While technology continues to advance fashion retail, some innovations are more likely than others to take a firm foothold in the sector in coming years.
According to Drapers’ 2017 Future Trends and Innovation report, the digital revolution of fashion retail is in full swing, but the way in which retailers incorporate technology, including artificial intelligence and augmented reality, and use data could place them ahead of the pack.
The report noted how six innovations—on-demand clothing manufacturing, interactive hanging beacons, WeChat, HoloLens technology, intelligent fit and invisible payments could help retailers stay relevant and facilitate better consumer experiences in the future.
On-demand clothing manufacturing
Some fashion retailers are turning to on-demand clothing manufacturing to boost their businesses. Unlike traditional manufacturing, on-demand manufacturing enables retailers to quickly produce clothing after a consumer places an order. On-demand manufacturing could potentially cut apparel production from weeks to just one day. This technology reduces scraps and improves efficiency, so retailers can be more sustainable and keep up with consumers’ demands on a regular basis, too.

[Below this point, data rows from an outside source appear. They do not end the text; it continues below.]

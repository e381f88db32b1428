//! Per-command failure reporting.
//!
//! Every way a single command can fail maps to one `CommandError` variant.
//! Errors stop at the command-handling boundary: they are reported to the
//! caller and never retried.

use crate::inventory::CharacteristicKind;
use crate::inventory::ServiceKind;

#[derive(Debug, Clone, PartialEq, thiserror::Error)]
pub enum CommandError {
    #[error("Command is empty")]
    EmptyCommand,

    #[error("Completion service call failed{}: {message}", fmt_status(.status))]
    RemoteCallFailed {
        status: Option<u16>,
        message: String,
    },

    #[error("Completion response is not a valid intent: {reason} (response: {raw:?})")]
    MalformedIntent { reason: String, raw: String },

    #[error("Device '{0}' not found")]
    DeviceNotFound(String),

    #[error("Device '{device}' has no controllable service")]
    ServiceNotFound { device: String },

    #[error("Service '{service}' ({kind}) on device '{device}' has no characteristic to control")]
    CharacteristicNotFound {
        device: String,
        service: String,
        kind: ServiceKind,
    },

    #[error("Could not determine a {characteristic} value for device '{device}' from action '{action}'")]
    ValueUndetermined {
        device: String,
        action: String,
        characteristic: CharacteristicKind,
    },

    #[error("Failed to apply '{action}' to device '{device}': {reason}")]
    ApplyFailed {
        device: String,
        action: String,
        reason: String,
    },
}

fn fmt_status(status: &Option<u16>) -> String {
    match status {
        Some(code) => format!(" with status {}", code),
        None => String::new(),
    }
}

impl CommandError {
    /// HTTP status reported by the completion service, if any.
    pub fn remote_status(&self) -> Option<u16> {
        match self {
            CommandError::RemoteCallFailed { status, .. } => *status,
            _ => None,
        }
    }
}
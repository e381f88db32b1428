mod inventory;
mod model;

pub use inventory::Inventory;
pub use inventory::ServiceRef;
pub use inventory::Snapshot;
pub use inventory::WriteError;
pub use model::Characteristic;
pub use model::CharacteristicKind;
pub use model::CharacteristicValue;
pub use model::Device;
pub use model::Service;
pub use model::ServiceKind;
pub use model::UNKNOWN_SERVICE;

The concept has gained momentum in the fashion retail space lately, especially with retailers like Amazon. In April, Amazon secured a patent for an on-demand apparel manufacturing system. The system incorporates a coordinating computer device and a textile production assembly line to seamlessly produce apparel. What’s more, the system’s technology enables Amazon digitally group orders from all over the world, so customers can order apparel and Amazon can instantly fulfill orders in a compressed time frame.
Interactive hanging beacons
Beacon technology has made its debut at many fashion retailers, including Ted Baker and Urban Outfitters, but a more advanced model could be in the works.
Although beacons already capture data and improve consumer experiences in stores, a new development in beacon technology is focusing on what happens after shopping trips.
Keeping the post-purchase journey in mind, the development aims to connect in-store and digital experiences after consumers leave stores. Future beacons would track consumer movements in stores and capture data. Once a consumer exits the store, the beacons would then send information to consumers about items they didn’t buy, so they could purchase them online later. By taking the post-purchase journey into consideration, retailers can utilize beacons beyond the brick-and-mortar environment and fulfill consumers’ needs across other channels.
WeChat—China’s social media-meets-commerce platform, is gaining momentum beyond the Chinese market. Fashion retailers worldwide, including those in the U.K., are currently looking at WeChat to tap into Chinese consumers’ needs. What’s more, the platform, which currently has more than 300 million users globally, enables users to send money to contacts and complete mobile payments. WeChat could be a potential boon for retailers, since the platform provides access to millions of consumers and a way for retailers to instantly boost digital sales.
Microsoft’s latest device could accelerate fashion retail in coming years. The company’s HoloLens, a pair of wireless augmented reality smartglasses, project holograms for users and provide them the ability to change their scenery instantly. Although furniture stores are incorporating the device to help consumers visualize décor placement, expanding HoloLens to fashion retail could really take off.
Using the HoloLens, consumers would be able to view products and change the fit and style of garments with slight head movements. Retailers also benefit from the technology, since the eye-scanning tech would enable them to track consumers’ favorite items. Beyond facilitating an individualized consumer process, this device may lead retailers to make better merchandising decisions in the long run.
When it comes to online shopping, finding the right style and fit could be challenging for some consumers. To reduce online returns, technology companies, like FitMe, have enabled e-tailers to post size guides based on consumers’ individual body measurements. This sizing technology is projected to become more advanced and suggest items that would complement desired products.
Streamlining the checkout process is a top priority among fashion retailers. Credit card businesses, including Mastercard and Visa, are debuting payment technology applications that save card information. Instead of entering card details, the technology allows consumers to confirm their identity with facial recognition or a fingerprint scanner.
Mastercard launched Identity Check Mobile, which allows consumers to use facial recognition to check out, while Visa rolled out an invisibly payment system at Amazon Go’s Seattle location, where consumers are automatically charged for products they take from the store.